A médica explica que o documento foi proposto como ação universal, de fácil aplicação, que resultasse no uso de poucos recursos e que fosse facilmente aplicável em hospitais de primeiro mundo ou de países subdesenvolvidos, em qualquer nível de complexidade. “Por exemplo, ele trazia alguns termos que nós já não usamos aqui. Com relação a material, ele recomenda disponibilizar uma tesoura para cortar o cordão umbilical do bebê e aqui nós não usamos esse instrumento e sim uma lâmina de bisturi. Então, colocamos no nosso check list a lâmina de bisturi”, declarou.
Baixa adesão
A primeira tentativa de implantação do check list nas maternidades da UFRN ocorreu há dois anos, porém a adesão foi muito baixa, como explica a professora Marise, enquanto esclarece que essa falta de interesse vai gerar resultados a longuíssimo prazo. Questionada sobre as razões dessa rejeição, afirma: “Esse é o nosso maior desafio, pois o projeto é maravilhoso, é bem intencionado, é para proteger a mãe e o bebê, há outros trabalhos mostrando que adoção do check list melhora a qualidade da saúde, mas a dificuldade é o corpo docente e técnico. A adesão é um problema na implantação de qualquer mudança.”

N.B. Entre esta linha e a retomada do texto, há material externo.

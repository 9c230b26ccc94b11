// eval/host.rs
// Copyright 2025 Matti Hänninen
//
// Licensed under the Apache License, Version 2.0 (the "License"); you may not
// use this file except in compliance with the License. You may obtain a copy of
// the License at
//
//     http://www.apache.org/licenses/LICENSE-2.0
//
// Unless required by applicable law or agreed to in writing, software
// distributed under the License is distributed on an "AS IS" BASIS, WITHOUT
// WARRANTIES OR CONDITIONS OF ANY KIND, either express or implied. See the
// License for the specific language governing permissions and limitations under
// the License.

//! The stylized host-interop surface: `(new Classname ...)` construction
//! and `(. target method ...)` dispatch by method name over the core
//! value kinds.  This covers exactly what the embedded libraries reach
//! for: strings, string builders, exceptions, and the named accessors of
//! keywords and symbols.

use std::cell::RefCell;
use std::rc::Rc;

use crate::{
  env::Env,
  error::{Error, ErrorKind, Result},
  value::{num, Value},
};

pub fn construct(class: &str, args: Vec<Value>) -> Result<Value> {
  match class {
    "StringBuilder" => {
      let initial = match args.first() {
        Some(Value::Str(s)) => s.to_string(),
        Some(other) => crate::printer::print_str_basic(other),
        None => String::new(),
      };
      Ok(Value::StringBuilder(Rc::new(RefCell::new(initial))))
    }
    "String" => match args.first() {
      Some(Value::Str(s)) => Ok(Value::Str(s.clone())),
      Some(other) => {
        Ok(Value::string(crate::printer::print_str_basic(other)))
      }
      None => Ok(Value::string("")),
    },
    "Exception"
    | "RuntimeException"
    | "Error"
    | "Throwable"
    | "IllegalArgumentException"
    | "UnsupportedOperationException"
    | "IllegalStateException"
    | "ArithmeticException"
    | "AssertionError" => {
      let message = match args.first() {
        Some(Value::Str(s)) => s.to_string(),
        Some(other) => crate::printer::print_str_basic(other),
        None => String::new(),
      };
      let kind = match class {
        "IllegalArgumentException" => ErrorKind::IllegalArgument,
        "UnsupportedOperationException" => {
          ErrorKind::UnsupportedOperation
        }
        "IllegalStateException" => ErrorKind::Lookup,
        "ArithmeticException" => ErrorKind::Arithmetic,
        "AssertionError" => ErrorKind::Assertion,
        _ => ErrorKind::User,
      };
      Ok(Value::Exception(Rc::new(Error::new(kind, message))))
    }
    other => Err(Error::unsupported(format!(
      "cannot construct {}",
      other
    ))),
  }
}

pub fn invoke_method(
  env: &Rc<Env>,
  target: &Value,
  method: &str,
  args: Vec<Value>,
) -> Result<Value> {
  match target {
    Value::Str(s) => string_method(s, method, &args),
    Value::StringBuilder(buffer) => {
      builder_method(target, buffer, method, &args)
    }
    Value::Exception(e) => exception_method(e, method),
    Value::Keyword(k) => {
      named_method(k.namespace.as_deref(), &k.name, method)
    }
    Value::Symbol(s) => {
      named_method(s.namespace.as_deref(), &s.name, method)
    }
    Value::Char(c) => char_method(*c, method, &args),
    _ if num::is_number(target) => {
      number_method(target, method)
    }
    Value::Var(var) => match method {
      "setMacro" => {
        var.set_macro(true);
        Ok(Value::Nil)
      }
      _ => no_such_method(target, method),
    },
    // A reified instance answers its methods out of its map.
    Value::Map(map) => {
      match map.get(&Value::kw(method)) {
        Some(f) => {
          let mut call_args = vec![target.clone()];
          call_args.extend(args);
          crate::eval::apply(env, &f.clone(), call_args)
        }
        None => match method {
          "toString" => {
            Ok(Value::string(crate::printer::print_str_basic(target)))
          }
          _ => no_such_method(target, method),
        },
      }
    }
    _ => match method {
      "toString" => {
        Ok(Value::string(crate::printer::print_str_basic(target)))
      }
      "equals" => Ok(Value::Boolean(
        args.first().map(|a| a == target).unwrap_or(false),
      )),
      "hashCode" => Ok(Value::Int(target.hash_value() as i64)),
      _ => no_such_method(target, method),
    },
  }
}

fn no_such_method(target: &Value, method: &str) -> Result<Value> {
  Err(Error::unsupported(format!(
    "no method {} on {}",
    method,
    target.type_name()
  )))
}

fn arg_str<'a>(args: &'a [Value], ix: usize) -> Result<&'a str> {
  match args.get(ix) {
    Some(Value::Str(s)) => Ok(s.as_ref()),
    _ => Err(Error::illegal_argument("expected a string argument")),
  }
}

fn arg_int(args: &[Value], ix: usize) -> Result<i64> {
  args
    .get(ix)
    .ok_or_else(|| Error::illegal_argument("missing argument"))
    .and_then(num::as_i64)
}

fn string_method(
  s: &Rc<str>,
  method: &str,
  args: &[Value],
) -> Result<Value> {
  let chars: Vec<char> = s.chars().collect();
  match method {
    "length" => Ok(Value::Int(chars.len() as i64)),
    "isEmpty" => Ok(Value::Boolean(s.is_empty())),
    "charAt" => {
      let ix = arg_int(args, 0)?;
      usize::try_from(ix)
        .ok()
        .and_then(|ix| chars.get(ix).copied())
        .map(Value::Char)
        .ok_or_else(|| {
          Error::lookup(format!("string index out of range: {}", ix))
        })
    }
    "indexOf" => {
      let found = match args.first() {
        Some(Value::Str(needle)) => {
          char_index_of(&chars, needle, 0)
        }
        Some(Value::Char(c)) => {
          chars.iter().position(|x| x == c).map(|i| i as i64)
        }
        Some(other) if num::is_number(other) => {
          let code = num::as_i64(other)?;
          char::from_u32(code as u32)
            .and_then(|c| chars.iter().position(|x| *x == c))
            .map(|i| i as i64)
        }
        _ => None,
      };
      Ok(Value::Int(found.unwrap_or(-1)))
    }
    "lastIndexOf" => {
      let found = match args.first() {
        Some(Value::Str(needle)) => {
          char_last_index_of(&chars, needle)
        }
        Some(Value::Char(c)) => chars
          .iter()
          .rposition(|x| x == c)
          .map(|i| i as i64),
        _ => None,
      };
      Ok(Value::Int(found.unwrap_or(-1)))
    }
    "substring" => {
      let from = usize::try_from(arg_int(args, 0)?).map_err(|_| {
        Error::lookup("negative substring index")
      })?;
      let to = match args.get(1) {
        Some(v) => usize::try_from(num::as_i64(v)?)
          .map_err(|_| Error::lookup("negative substring index"))?,
        None => chars.len(),
      };
      if from > to || to > chars.len() {
        return Err(Error::lookup(format!(
          "substring range {}..{} out of bounds",
          from, to
        )));
      }
      Ok(Value::string(
        chars[from..to].iter().collect::<String>(),
      ))
    }
    "toUpperCase" => Ok(Value::string(s.to_uppercase())),
    "toLowerCase" => Ok(Value::string(s.to_lowercase())),
    "startsWith" => {
      Ok(Value::Boolean(s.starts_with(arg_str(args, 0)?)))
    }
    "endsWith" => Ok(Value::Boolean(s.ends_with(arg_str(args, 0)?))),
    "contains" => Ok(Value::Boolean(s.contains(arg_str(args, 0)?))),
    "trim" => Ok(Value::string(s.trim())),
    "replace" => {
      let from = match args.first() {
        Some(Value::Char(c)) => c.to_string(),
        Some(Value::Str(x)) => x.to_string(),
        _ => {
          return Err(Error::illegal_argument(
            "replace expects char or string arguments",
          ));
        }
      };
      let to = match args.get(1) {
        Some(Value::Char(c)) => c.to_string(),
        Some(Value::Str(x)) => x.to_string(),
        _ => {
          return Err(Error::illegal_argument(
            "replace expects char or string arguments",
          ));
        }
      };
      Ok(Value::string(s.replace(&from, &to)))
    }
    "split" => {
      let pattern = arg_str(args, 0)?;
      let re = regex::Regex::new(pattern).map_err(|e| {
        Error::illegal_argument(format!("invalid regex: {}", e))
      })?;
      let parts: Vec<Value> = re
        .split(s)
        .map(|p| Value::string(p.to_string()))
        .collect();
      Ok(Value::vector(parts))
    }
    "compareTo" => {
      let other = arg_str(args, 0)?;
      Ok(Value::Int(match s.as_ref().cmp(other) {
        std::cmp::Ordering::Less => -1,
        std::cmp::Ordering::Equal => 0,
        std::cmp::Ordering::Greater => 1,
      }))
    }
    "equals" => Ok(Value::Boolean(
      args
        .first()
        .map(|a| matches!(a, Value::Str(o) if o == s))
        .unwrap_or(false),
    )),
    "concat" => {
      let mut out = s.to_string();
      out.push_str(arg_str(args, 0)?);
      Ok(Value::string(out))
    }
    "toString" => Ok(Value::Str(s.clone())),
    "hashCode" => {
      Ok(Value::Int(crate::value::hash::hash_string(s) as i64))
    }
    _ => no_such_method(&Value::Str(s.clone()), method),
  }
}

fn char_index_of(
  haystack: &[char],
  needle: &str,
  from: usize,
) -> Option<i64> {
  let needle: Vec<char> = needle.chars().collect();
  if needle.is_empty() {
    return Some(from as i64);
  }
  haystack
    .windows(needle.len())
    .skip(from)
    .position(|w| w == needle.as_slice())
    .map(|i| (i + from) as i64)
}

fn char_last_index_of(haystack: &[char], needle: &str) -> Option<i64> {
  let needle: Vec<char> = needle.chars().collect();
  if needle.is_empty() {
    return Some(haystack.len() as i64);
  }
  if needle.len() > haystack.len() {
    return None;
  }
  (0..=haystack.len() - needle.len())
    .rev()
    .find(|&i| haystack[i..i + needle.len()] == needle[..])
    .map(|i| i as i64)
}

fn builder_method(
  target: &Value,
  buffer: &Rc<RefCell<String>>,
  method: &str,
  args: &[Value],
) -> Result<Value> {
  match method {
    "append" => {
      let text = match args.first() {
        Some(Value::Str(s)) => s.to_string(),
        Some(Value::Char(c)) => c.to_string(),
        Some(other) => crate::printer::print_str_basic(other),
        None => String::new(),
      };
      buffer.borrow_mut().push_str(&text);
      Ok(target.clone())
    }
    "toString" => Ok(Value::string(buffer.borrow().clone())),
    "length" => {
      Ok(Value::Int(buffer.borrow().chars().count() as i64))
    }
    "charAt" => {
      let ix = arg_int(args, 0)?;
      usize::try_from(ix)
        .ok()
        .and_then(|ix| buffer.borrow().chars().nth(ix))
        .map(Value::Char)
        .ok_or_else(|| {
          Error::lookup(format!("builder index out of range: {}", ix))
        })
    }
    "deleteCharAt" => {
      let ix = usize::try_from(arg_int(args, 0)?).map_err(|_| {
        Error::lookup("negative builder index")
      })?;
      let mut b = buffer.borrow_mut();
      let chars: Vec<char> = b.chars().collect();
      if ix >= chars.len() {
        return Err(Error::lookup(format!(
          "builder index out of range: {}",
          ix
        )));
      }
      *b = chars
        .iter()
        .enumerate()
        .filter(|(i, _)| *i != ix)
        .map(|(_, c)| c)
        .collect();
      drop(b);
      Ok(target.clone())
    }
    "setLength" => {
      let len = usize::try_from(arg_int(args, 0)?).map_err(|_| {
        Error::lookup("negative builder length")
      })?;
      let mut b = buffer.borrow_mut();
      let truncated: String = b.chars().take(len).collect();
      *b = truncated;
      drop(b);
      Ok(target.clone())
    }
    "reverse" => {
      let mut b = buffer.borrow_mut();
      *b = b.chars().rev().collect();
      drop(b);
      Ok(target.clone())
    }
    _ => no_such_method(target, method),
  }
}

fn exception_method(
  e: &Rc<crate::error::Error>,
  method: &str,
) -> Result<Value> {
  match method {
    "getMessage" => {
      if e.message.is_empty() {
        Ok(Value::Nil)
      } else {
        Ok(Value::string(e.message.clone()))
      }
    }
    "getCause" => Ok(match &e.cause {
      Some(cause) => Value::Exception(cause.clone()),
      None => Value::Nil,
    }),
    "toString" => {
      Ok(Value::string(format!("{}: {}", e.class(), e.message)))
    }
    _ => no_such_method(&Value::Exception(e.clone()), method),
  }
}

fn named_method(
  namespace: Option<&str>,
  name: &str,
  method: &str,
) -> Result<Value> {
  match method {
    "getName" | "name" => Ok(Value::string(name)),
    "getNamespace" | "namespace" => Ok(match namespace {
      Some(ns) => Value::string(ns),
      None => Value::Nil,
    }),
    _ => Err(Error::unsupported(format!(
      "no method {} on named values",
      method
    ))),
  }
}

fn char_method(c: char, method: &str, args: &[Value]) -> Result<Value> {
  match method {
    "charValue" => Ok(Value::Char(c)),
    "toString" => Ok(Value::string(c.to_string())),
    "equals" => Ok(Value::Boolean(
      matches!(args.first(), Some(Value::Char(o)) if *o == c),
    )),
    _ => no_such_method(&Value::Char(c), method),
  }
}

fn number_method(target: &Value, method: &str) -> Result<Value> {
  match method {
    "intValue" | "longValue" => {
      Ok(Value::Int(num::as_f64(target)? as i64))
    }
    "doubleValue" | "floatValue" => {
      Ok(Value::Float(num::as_f64(target)?))
    }
    "toString" => {
      Ok(Value::string(crate::printer::print_str_basic(target)))
    }
    _ => no_such_method(target, method),
  }
}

A adesão ao check list adotado nas duas maternidades entre os dias 20 de janeiro e cinco de fevereiro foi de 80%, segundo informações da Assessoria de Comunicação da MEJC. A partir de agora, a cada 15 dias seguindo-se à aplicação de uma nova rodada de check lists vem a análise dos dados. A professora informa que esse é o processo necessário para a validação do instrumento, mas reconhece: “Implantar uma mudança não é um processo simples.”